Assignment ->
Counting every line in the entries below where the word "ConfigError" occurs, report how many there are. Give only that number.

Supplied data ->
========

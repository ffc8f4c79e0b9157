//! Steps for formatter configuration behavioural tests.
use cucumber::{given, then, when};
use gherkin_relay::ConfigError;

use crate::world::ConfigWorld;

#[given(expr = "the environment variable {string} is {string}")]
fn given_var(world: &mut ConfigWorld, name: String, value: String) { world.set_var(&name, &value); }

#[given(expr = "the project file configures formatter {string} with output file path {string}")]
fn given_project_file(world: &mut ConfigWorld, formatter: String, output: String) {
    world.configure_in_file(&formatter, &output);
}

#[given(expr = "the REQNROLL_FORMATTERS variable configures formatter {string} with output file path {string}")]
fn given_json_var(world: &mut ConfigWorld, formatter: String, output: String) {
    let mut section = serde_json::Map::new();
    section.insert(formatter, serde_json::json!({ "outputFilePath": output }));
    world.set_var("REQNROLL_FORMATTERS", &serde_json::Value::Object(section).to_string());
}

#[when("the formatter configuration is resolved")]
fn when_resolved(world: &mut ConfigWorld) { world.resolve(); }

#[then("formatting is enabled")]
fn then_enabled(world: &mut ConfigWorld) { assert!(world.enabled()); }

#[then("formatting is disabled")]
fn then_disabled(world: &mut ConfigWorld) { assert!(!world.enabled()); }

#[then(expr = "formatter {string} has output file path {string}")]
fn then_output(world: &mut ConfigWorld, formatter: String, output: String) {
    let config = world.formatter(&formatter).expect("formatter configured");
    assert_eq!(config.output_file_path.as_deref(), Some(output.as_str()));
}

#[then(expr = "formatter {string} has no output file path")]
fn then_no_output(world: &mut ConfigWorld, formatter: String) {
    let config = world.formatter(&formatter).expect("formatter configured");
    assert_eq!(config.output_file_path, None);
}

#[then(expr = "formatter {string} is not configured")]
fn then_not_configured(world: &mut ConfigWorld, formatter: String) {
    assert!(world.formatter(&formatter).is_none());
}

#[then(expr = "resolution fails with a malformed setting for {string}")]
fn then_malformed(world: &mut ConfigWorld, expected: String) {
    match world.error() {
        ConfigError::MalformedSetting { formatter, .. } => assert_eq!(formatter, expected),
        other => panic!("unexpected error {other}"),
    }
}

========

Expected output ->
2